Dataset items
◇ ◇ ◇ ◇ ◇

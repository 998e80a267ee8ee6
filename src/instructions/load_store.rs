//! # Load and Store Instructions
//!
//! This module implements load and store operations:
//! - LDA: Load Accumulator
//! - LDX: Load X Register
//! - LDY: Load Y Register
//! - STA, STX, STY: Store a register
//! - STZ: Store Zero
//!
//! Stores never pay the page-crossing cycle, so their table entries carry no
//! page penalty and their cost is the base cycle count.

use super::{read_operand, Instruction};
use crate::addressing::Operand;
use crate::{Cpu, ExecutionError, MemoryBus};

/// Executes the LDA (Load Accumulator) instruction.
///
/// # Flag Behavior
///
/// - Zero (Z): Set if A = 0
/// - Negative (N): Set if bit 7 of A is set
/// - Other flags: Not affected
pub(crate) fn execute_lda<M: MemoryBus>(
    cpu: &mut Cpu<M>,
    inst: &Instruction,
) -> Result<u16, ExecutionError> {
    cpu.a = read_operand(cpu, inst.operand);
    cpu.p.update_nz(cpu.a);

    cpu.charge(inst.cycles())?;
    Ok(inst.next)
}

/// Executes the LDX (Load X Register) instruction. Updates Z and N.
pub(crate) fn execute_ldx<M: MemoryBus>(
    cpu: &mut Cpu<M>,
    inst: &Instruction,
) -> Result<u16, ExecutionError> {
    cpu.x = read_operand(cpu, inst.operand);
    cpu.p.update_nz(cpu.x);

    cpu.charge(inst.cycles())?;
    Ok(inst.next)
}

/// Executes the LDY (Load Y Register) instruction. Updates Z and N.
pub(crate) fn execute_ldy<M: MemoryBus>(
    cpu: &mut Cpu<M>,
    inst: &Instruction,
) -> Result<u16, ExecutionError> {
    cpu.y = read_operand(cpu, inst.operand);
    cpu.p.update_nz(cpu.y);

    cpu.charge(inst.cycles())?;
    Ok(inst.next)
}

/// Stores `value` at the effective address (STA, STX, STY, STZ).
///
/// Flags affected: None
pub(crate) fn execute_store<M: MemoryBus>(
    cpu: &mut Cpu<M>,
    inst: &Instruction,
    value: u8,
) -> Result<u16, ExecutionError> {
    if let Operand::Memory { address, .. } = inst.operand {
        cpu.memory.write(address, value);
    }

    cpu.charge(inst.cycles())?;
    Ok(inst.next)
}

◇ ◇ ◇ ◇ ◇

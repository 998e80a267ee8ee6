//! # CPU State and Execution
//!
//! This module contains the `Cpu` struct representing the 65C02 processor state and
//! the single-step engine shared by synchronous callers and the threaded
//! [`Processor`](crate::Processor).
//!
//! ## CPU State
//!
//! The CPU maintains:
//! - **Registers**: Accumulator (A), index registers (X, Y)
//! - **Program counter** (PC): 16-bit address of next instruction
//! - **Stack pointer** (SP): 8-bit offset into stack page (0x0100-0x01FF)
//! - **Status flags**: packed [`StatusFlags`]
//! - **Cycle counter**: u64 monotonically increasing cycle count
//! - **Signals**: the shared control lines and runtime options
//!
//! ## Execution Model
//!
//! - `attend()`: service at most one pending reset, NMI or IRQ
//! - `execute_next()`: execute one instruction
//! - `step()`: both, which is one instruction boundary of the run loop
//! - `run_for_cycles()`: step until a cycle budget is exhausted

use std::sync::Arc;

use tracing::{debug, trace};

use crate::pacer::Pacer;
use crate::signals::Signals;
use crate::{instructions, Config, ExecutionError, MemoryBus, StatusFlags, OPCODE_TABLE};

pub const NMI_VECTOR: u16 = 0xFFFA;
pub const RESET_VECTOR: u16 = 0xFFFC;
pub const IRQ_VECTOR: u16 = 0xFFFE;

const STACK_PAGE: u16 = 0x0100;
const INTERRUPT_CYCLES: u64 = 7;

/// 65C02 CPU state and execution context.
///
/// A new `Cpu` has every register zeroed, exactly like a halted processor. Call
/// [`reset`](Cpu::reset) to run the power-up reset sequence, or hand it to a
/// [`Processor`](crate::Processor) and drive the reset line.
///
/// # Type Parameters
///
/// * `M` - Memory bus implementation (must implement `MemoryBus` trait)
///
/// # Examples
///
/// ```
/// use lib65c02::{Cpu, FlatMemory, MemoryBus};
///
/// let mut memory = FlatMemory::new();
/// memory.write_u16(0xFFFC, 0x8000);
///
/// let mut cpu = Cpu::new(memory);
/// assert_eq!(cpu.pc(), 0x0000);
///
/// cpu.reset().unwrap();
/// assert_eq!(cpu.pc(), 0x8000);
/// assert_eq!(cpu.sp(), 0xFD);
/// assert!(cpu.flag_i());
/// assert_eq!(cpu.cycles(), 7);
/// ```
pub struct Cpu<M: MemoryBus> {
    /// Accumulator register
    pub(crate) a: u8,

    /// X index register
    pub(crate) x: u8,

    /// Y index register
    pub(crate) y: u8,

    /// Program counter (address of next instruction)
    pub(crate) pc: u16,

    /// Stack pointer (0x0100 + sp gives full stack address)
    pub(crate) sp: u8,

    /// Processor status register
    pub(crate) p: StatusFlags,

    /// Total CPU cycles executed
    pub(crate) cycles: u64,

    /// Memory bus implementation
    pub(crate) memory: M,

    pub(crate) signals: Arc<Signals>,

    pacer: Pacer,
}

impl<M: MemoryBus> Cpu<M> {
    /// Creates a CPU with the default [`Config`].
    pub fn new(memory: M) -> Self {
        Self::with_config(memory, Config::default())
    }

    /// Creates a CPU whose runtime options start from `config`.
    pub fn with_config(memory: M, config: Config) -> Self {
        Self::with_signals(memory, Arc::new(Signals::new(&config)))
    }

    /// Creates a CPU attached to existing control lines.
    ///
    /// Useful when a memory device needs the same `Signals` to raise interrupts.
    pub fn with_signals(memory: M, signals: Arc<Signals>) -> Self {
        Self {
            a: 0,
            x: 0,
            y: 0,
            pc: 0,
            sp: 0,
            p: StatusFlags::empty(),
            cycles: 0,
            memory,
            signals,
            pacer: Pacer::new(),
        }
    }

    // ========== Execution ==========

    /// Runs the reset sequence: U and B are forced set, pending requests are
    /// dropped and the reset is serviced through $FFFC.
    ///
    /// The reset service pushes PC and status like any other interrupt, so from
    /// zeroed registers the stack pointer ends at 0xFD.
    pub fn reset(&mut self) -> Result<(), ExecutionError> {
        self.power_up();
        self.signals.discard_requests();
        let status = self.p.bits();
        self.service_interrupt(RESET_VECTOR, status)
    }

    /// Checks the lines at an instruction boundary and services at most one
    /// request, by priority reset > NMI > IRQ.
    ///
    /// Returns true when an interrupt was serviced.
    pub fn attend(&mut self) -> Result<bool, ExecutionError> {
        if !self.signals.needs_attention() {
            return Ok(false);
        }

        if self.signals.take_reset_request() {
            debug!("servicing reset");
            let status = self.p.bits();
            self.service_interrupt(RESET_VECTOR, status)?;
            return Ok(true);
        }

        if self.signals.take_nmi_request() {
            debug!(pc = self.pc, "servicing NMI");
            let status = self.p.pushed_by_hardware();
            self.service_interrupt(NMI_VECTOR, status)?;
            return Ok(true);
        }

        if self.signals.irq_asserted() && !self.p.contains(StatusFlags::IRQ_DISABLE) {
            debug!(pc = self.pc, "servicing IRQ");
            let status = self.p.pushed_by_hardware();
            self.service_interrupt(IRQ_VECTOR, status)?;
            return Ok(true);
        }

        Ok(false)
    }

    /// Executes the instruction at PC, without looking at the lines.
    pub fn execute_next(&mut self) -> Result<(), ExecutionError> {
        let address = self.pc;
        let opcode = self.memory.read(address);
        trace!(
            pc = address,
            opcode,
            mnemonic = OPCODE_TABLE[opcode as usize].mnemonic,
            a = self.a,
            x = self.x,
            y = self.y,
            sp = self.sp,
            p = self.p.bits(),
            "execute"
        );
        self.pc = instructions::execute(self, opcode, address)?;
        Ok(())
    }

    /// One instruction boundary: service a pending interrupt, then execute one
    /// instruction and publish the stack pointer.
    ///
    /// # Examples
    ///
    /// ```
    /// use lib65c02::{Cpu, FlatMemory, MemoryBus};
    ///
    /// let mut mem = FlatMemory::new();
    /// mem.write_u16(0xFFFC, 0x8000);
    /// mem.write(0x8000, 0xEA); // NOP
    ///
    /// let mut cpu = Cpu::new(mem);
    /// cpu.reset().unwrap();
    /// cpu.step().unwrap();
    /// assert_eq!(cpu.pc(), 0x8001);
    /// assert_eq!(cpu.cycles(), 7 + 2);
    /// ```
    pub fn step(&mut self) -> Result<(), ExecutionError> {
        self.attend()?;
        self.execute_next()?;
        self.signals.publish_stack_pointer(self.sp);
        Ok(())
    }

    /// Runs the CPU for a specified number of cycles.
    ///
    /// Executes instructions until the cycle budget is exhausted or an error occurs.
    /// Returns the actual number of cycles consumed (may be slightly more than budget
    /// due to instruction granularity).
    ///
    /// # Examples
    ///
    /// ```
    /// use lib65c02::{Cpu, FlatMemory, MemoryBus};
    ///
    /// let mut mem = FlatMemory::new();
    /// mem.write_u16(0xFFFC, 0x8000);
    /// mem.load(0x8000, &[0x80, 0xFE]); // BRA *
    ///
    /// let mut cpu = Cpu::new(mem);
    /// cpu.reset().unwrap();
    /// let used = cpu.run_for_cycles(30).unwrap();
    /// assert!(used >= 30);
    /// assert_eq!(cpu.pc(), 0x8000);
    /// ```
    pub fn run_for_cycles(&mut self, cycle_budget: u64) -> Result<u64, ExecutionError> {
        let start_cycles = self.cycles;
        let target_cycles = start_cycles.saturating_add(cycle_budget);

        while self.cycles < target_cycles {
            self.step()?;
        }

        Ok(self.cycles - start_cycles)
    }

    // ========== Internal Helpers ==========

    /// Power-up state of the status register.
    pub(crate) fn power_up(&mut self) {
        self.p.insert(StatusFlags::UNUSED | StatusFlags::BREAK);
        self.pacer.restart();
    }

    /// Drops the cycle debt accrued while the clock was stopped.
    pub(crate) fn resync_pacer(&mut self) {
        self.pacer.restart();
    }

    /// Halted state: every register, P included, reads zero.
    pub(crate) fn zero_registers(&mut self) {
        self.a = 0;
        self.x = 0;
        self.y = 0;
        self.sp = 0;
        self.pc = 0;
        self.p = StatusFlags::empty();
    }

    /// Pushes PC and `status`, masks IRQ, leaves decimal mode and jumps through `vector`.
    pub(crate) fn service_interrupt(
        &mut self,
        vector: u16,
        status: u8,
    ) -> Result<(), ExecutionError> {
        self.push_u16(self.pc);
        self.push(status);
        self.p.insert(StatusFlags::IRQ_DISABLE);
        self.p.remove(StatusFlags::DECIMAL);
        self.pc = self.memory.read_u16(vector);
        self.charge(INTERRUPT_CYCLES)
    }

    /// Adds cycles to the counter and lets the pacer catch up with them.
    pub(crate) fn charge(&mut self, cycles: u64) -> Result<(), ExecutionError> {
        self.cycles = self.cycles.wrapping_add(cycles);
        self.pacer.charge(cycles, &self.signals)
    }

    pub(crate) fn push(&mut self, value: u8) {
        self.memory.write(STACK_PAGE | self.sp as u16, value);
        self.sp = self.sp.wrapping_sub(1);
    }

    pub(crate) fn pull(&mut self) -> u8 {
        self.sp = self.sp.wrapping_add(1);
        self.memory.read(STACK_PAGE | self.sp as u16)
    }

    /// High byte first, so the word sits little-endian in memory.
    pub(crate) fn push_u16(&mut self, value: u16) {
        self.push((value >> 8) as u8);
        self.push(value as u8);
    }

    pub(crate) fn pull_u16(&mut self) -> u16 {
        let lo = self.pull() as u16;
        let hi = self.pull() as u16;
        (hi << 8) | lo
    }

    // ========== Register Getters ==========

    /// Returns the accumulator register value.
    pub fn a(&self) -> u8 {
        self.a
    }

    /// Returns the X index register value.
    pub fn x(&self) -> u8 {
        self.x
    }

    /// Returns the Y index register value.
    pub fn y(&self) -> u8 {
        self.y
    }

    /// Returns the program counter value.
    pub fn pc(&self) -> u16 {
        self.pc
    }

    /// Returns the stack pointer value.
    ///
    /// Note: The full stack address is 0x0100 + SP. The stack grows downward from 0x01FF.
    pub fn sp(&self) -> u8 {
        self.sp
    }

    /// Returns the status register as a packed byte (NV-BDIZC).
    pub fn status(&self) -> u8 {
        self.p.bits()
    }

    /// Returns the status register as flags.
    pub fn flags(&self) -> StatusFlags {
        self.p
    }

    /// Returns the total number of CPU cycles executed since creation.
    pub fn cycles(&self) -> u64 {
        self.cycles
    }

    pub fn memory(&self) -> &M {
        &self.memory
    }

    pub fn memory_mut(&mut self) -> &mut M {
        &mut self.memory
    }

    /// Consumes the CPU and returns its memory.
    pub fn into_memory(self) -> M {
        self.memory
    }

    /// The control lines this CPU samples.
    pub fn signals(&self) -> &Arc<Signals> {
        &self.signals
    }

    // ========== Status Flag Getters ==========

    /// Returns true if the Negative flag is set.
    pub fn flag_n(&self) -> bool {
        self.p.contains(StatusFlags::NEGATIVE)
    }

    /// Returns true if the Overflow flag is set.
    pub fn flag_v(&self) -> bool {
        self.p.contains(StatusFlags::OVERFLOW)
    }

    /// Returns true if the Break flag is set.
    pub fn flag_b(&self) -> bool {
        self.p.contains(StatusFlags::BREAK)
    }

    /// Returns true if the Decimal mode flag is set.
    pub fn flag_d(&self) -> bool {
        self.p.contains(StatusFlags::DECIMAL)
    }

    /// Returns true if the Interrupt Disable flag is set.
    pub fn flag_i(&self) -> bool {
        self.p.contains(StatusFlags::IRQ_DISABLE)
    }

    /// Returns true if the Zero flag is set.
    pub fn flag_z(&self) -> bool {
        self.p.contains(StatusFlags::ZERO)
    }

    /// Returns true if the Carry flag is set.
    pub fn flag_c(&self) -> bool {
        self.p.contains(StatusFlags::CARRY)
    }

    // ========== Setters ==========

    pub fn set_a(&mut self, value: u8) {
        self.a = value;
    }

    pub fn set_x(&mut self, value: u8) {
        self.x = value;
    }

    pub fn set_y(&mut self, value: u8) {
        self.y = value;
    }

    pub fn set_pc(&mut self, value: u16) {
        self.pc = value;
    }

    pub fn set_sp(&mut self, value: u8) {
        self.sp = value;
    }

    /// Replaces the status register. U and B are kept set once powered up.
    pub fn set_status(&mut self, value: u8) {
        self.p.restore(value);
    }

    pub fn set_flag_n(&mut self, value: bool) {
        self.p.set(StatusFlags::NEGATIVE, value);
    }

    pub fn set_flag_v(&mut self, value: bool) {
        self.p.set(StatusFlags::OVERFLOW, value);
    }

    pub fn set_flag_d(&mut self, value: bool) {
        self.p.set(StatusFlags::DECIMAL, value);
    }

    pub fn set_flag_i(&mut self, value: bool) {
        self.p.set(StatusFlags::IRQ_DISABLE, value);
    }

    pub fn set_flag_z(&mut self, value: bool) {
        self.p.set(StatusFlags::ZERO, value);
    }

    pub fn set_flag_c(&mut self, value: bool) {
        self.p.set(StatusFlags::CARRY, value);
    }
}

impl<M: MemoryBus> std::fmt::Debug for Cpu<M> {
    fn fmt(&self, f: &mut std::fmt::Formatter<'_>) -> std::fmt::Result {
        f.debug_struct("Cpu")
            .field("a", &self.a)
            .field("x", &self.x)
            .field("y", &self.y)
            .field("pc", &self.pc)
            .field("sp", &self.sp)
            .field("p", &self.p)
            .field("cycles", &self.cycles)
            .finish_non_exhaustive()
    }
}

◇ ◇ ◇ ◇ ◇

ASSIGNMENT:
When you reach the line with "pub fn flag_n(&self)" in the records above, start writing out lines exactly, and stop once the line with "pub fn flag_c(&self)" has been written; include nothing else.

EXERCISE OUTPUT:
    pub fn flag_n(&self) -> bool {
        self.p.contains(StatusFlags::NEGATIVE)
    }

    /// Returns true if the Overflow flag is set.
    pub fn flag_v(&self) -> bool {
        self.p.contains(StatusFlags::OVERFLOW)
    }

    /// Returns true if the Break flag is set.
    pub fn flag_b(&self) -> bool {
        self.p.contains(StatusFlags::BREAK)
    }

    /// Returns true if the Decimal mode flag is set.
    pub fn flag_d(&self) -> bool {
        self.p.contains(StatusFlags::DECIMAL)
    }

    /// Returns true if the Interrupt Disable flag is set.
    pub fn flag_i(&self) -> bool {
        self.p.contains(StatusFlags::IRQ_DISABLE)
    }

    /// Returns true if the Zero flag is set.
    pub fn flag_z(&self) -> bool {
        self.p.contains(StatusFlags::ZERO)
    }

    /// Returns true if the Carry flag is set.
    pub fn flag_c(&self) -> bool {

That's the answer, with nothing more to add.